Sunday, January 3, 2010

a new year...

...and of course with it comes thoughts of what i'd like to accomplish, focus on, devote my time and energy to. 2009 felt like the year i finally got our house organized and decluttered. not that this is a task that i can check off my list, and never come back to... in fact, it feels like something i'm consious of on a continual basis so as to not let the clutter creep back in. but it feels good - calming - to have a place for everything, and that the amount of "stuff" in my house isn't overwhelming. i'm also finding that because the major organization is out to the way, i'm able to evaluate small aspects of our home/organization that aren't working quite right, and find a better way.

i've also learned to let things go. that i can't do as much as i'd like, and that's okay. that my kitchen floors won't get mopped & vacuumed as often as they should. that i won't cook all the recipes i might want to try. that i can't do every craft project that interests me, or read all the books i might want to. that i need to prioritize, to select what i really want to do, and let the rest fall to the side - that perhaps in the future i'll have time (and the interest) to try them, or perhaps not.

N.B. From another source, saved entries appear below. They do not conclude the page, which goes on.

//! Image path classification and local candidate generation

use std::path::{Component, Path, PathBuf};

/// Where an image reference points
#[derive(Debug, Clone, PartialEq, Eq)]
pub enum ImageLocation {
    /// HTTP(S) URL with spaces already percent-encoded
    Remote(String),
    /// Filesystem path, not yet expanded
    Local(String),
}

/// Classify a raw reference after stripping quotes and whitespace
pub fn classify(raw: &str) -> ImageLocation {
    let cleaned = strip_wrapping(raw);

    if starts_with_ignore_case(cleaned, "file://") {
        return ImageLocation::Local(file_url_to_path(cleaned));
    }
    if starts_with_ignore_case(cleaned, "http://") || starts_with_ignore_case(cleaned, "https://") {
        return ImageLocation::Remote(cleaned.replace(' ', "%20"));
    }
    ImageLocation::Local(cleaned.to_string())
}

fn strip_wrapping(raw: &str) -> &str {
    raw.trim().trim_matches(|c| c == '"' || c == '\'').trim()
}

fn starts_with_ignore_case(value: &str, prefix: &str) -> bool {
    value
        .get(..prefix.len())
        .is_some_and(|head| head.eq_ignore_ascii_case(prefix))
}

/// `file:///srv/a.png` becomes `/srv/a.png`; `file://C:/a.png` becomes `C:/a.png`
fn file_url_to_path(value: &str) -> String {
    let rest = &value["file://".len()..];
    let trimmed = rest.trim_start_matches('/');
    if has_drive_prefix(trimmed) {
        return trimmed.to_string();
    }

    url::Url::parse(&value.replace(' ', "%20"))
        .ok()
        .and_then(|url| url.to_file_path().ok())
        .map(|path| path.to_string_lossy().into_owned())
        .unwrap_or_else(|| rest.to_string())
}

fn has_drive_prefix(value: &str) -> bool {
    let bytes = value.as_bytes();
    bytes.len() >= 2 && bytes[0].is_ascii_alphabetic() && bytes[1] == b':'
}

/// Expand a leading `~` and `$VAR` / `${VAR}` tokens
///
/// Unknown variables are left untouched.
pub fn expand_path(value: &str) -> String {
    let with_home = match value.strip_prefix('~') {
        Some(rest) if rest.is_empty() || rest.starts_with('/') || rest.starts_with('\\') => {
            match dirs::home_dir() {
                Some(home) => format!("{}{}", home.display(), rest),
                None => value.to_string(),
            }
        }
        _ => value.to_string(),
    };
    expand_env_vars(&with_home)
}

fn expand_env_vars(value: &str) -> String {
    let mut out = String::with_capacity(value.len());
    let mut rest = value;

    while let Some(pos) = rest.find('$') {
        out.push_str(&rest[..pos]);
        let after = &rest[pos + 1..];

        let (name, token_len) = if let Some(braced) = after.strip_prefix('{') {
            match braced.find('}') {
                Some(end) => (&braced[..end], end + 2),
                None => ("", 0),
            }
        } else {
            let end = after
                .find(|c: char| !(c.is_ascii_alphanumeric() || c == '_'))
                .unwrap_or(after.len());
            (&after[..end], end)
        };

        match (!name.is_empty()).then(|| std::env::var(name).ok()).flatten() {
            Some(expanded) => out.push_str(&expanded),
            None => out.push_str(&rest[pos..pos + 1 + token_len]),
        }
        rest = &after[token_len..];
    }

    out.push_str(rest);
    out
}

/// Lexically normalize a path: drop `.` and resolve `..` where possible
pub fn normalize_path(path: &Path) -> PathBuf {
    let mut out = PathBuf::new();
    for component in path.components() {
        match component {
            Component::CurDir => {}
            Component::ParentDir => {
                let can_pop = matches!(out.components().next_back(), Some(Component::Normal(_)));
                if can_pop {
                    out.pop();
                } else if !out.has_root() {
                    out.push("..");
                }
            }
            other => out.push(other.as_os_str()),
        }
    }
    if out.as_os_str().is_empty() {
        out.push(".");
    }
    out
}

/// Candidate filesystem paths for a local reference, in lookup order
///
/// 1. the expanded, normalized path
/// 2. the same path under `base_dir` when relative
/// 3. both again with backslashes swapped for slashes
pub fn local_candidates(raw: &str, base_dir: &Path) -> Vec<PathBuf> {
    let normalized = normalize_path(Path::new(&expand_path(raw)));
    let mut candidates = Vec::with_capacity(4);

    push_with_base(&mut candidates, normalized.clone(), base_dir);

    let swapped = normalized.to_string_lossy().replace('\\', "/");
    if swapped != normalized.to_string_lossy() {
        push_with_base(&mut candidates, normalize_path(Path::new(&swapped)), base_dir);
    }

    candidates
}

fn push_with_base(candidates: &mut Vec<PathBuf>, path: PathBuf, base_dir: &Path) {
    let joined = (!path.is_absolute()).then(|| normalize_path(&base_dir.join(&path)));
    for candidate in std::iter::once(path).chain(joined) {
        if !candidates.contains(&candidate) {
            candidates.push(candidate);
        }
    }
}

#[cfg(test)]
mod tests {
    use super::*;

    #[test]
    fn test_classify_strips_quotes_and_whitespace() {
        assert_eq!(
            classify("  \"images/tea 1.jpg\" "),
            ImageLocation::Local("images/tea 1.jpg".into())
        );
        assert_eq!(classify("'a.png'"), ImageLocation::Local("a.png".into()));
    }

    #[test]
    fn test_classify_remote_encodes_spaces() {
        assert_eq!(
            classify("HTTPS://cdn.example.com/tea leaves.jpg"),
            ImageLocation::Remote("HTTPS://cdn.example.com/tea%20leaves.jpg".into())
        );
    }

    #[cfg(unix)]
    #[test]
    fn test_classify_file_url() {
        assert_eq!(
            classify("file:///srv/images/coffee%201.jpg"),
            ImageLocation::Local("/srv/images/coffee 1.jpg".into())
        );
        assert_eq!(
            classify("file://C:/images/coffee.jpg"),
            ImageLocation::Local("C:/images/coffee.jpg".into())
        );
    }

    #[test]
    fn test_expand_env_vars() {
        std::env::set_var("CATALOG_TEST_IMG_DIR", "/data/img");
        assert_eq!(expand_path("$CATALOG_TEST_IMG_DIR/a.jpg"), "/data/img/a.jpg");
        assert_eq!(expand_path("${CATALOG_TEST_IMG_DIR}/a.jpg"), "/data/img/a.jpg");
        assert_eq!(
            expand_path("$CATALOG_TEST_UNSET_VAR/a.jpg"),
            "$CATALOG_TEST_UNSET_VAR/a.jpg"
        );
        assert_eq!(expand_path("price$"), "price$");
        assert_eq!(expand_path("${unterminated"), "${unterminated");
    }

    #[test]
    fn test_expand_home() {
        if let Some(home) = dirs::home_dir() {
            assert_eq!(expand_path("~/a.jpg"), format!("{}/a.jpg", home.display()));
        }
        assert_eq!(expand_path("~user/a.jpg"), "~user/a.jpg");
    }

    #[test]
    fn test_normalize_path() {
        assert_eq!(normalize_path(Path::new("./a/./b/../c.jpg")), PathBuf::from("a/c.jpg"));
        assert_eq!(normalize_path(Path::new("../a.jpg")), PathBuf::from("../a.jpg"));
        assert_eq!(normalize_path(Path::new("/../a.jpg")), PathBuf::from("/a.jpg"));
    }

    #[cfg(unix)]
    #[test]
    fn test_local_candidates_order() {
        let base = Path::new("/srv/catalog");

        assert_eq!(
            local_candidates("images/a.jpg", base),
            vec![
                PathBuf::from("images/a.jpg"),
                PathBuf::from("/srv/catalog/images/a.jpg"),
            ]
        );

        assert_eq!(
            local_candidates("/abs/a.jpg", base),
            vec![PathBuf::from("/abs/a.jpg")]
        );

        assert_eq!(
            local_candidates("images\\a.jpg", base),
            vec![
                PathBuf::from("images\\a.jpg"),
                PathBuf::from("/srv/catalog/images\\a.jpg"),
                PathBuf::from("images/a.jpg"),
                PathBuf::from("/srv/catalog/images/a.jpg"),
            ]
        );
    }
}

what i gain by letting those things go, those expectations, is more time to focus on what is most important. my family. my friends. my (part-time) job. and the few other things that i'd like to focus on.

with that said, i sat down and thought about what i'd like to say i accomplished when december 31, 2010 arrives. i'd like to get our photo albums organized - print out & include those i really love and that tell the stories i think are important for our family. not scrapbooks, but albums that focus on the photos and stories. i'd like to learn more about photography, about how to use my camera and the different aspects of it. i'd like to get in better shape, physically, and complete a 5K and a sprint (short) triathlon, & make a few more changes in this area of my life. i'd like to find more ways to volunteer. i'd like to develop more routines and structure for our family life, continue with traditions and start a few new ones. most of all, i'd like to spend time raising my children.

there will still be projects, of course, although i'm working on just picking one at a time. and i'm hoping to get quite a few things crossed off my 101 in 1001 list (posting about that next)... but i'm feeling less like i have so much to do, and so little time. like i can focus on what's really important. that feels like a good way to start the new year, and a new decade.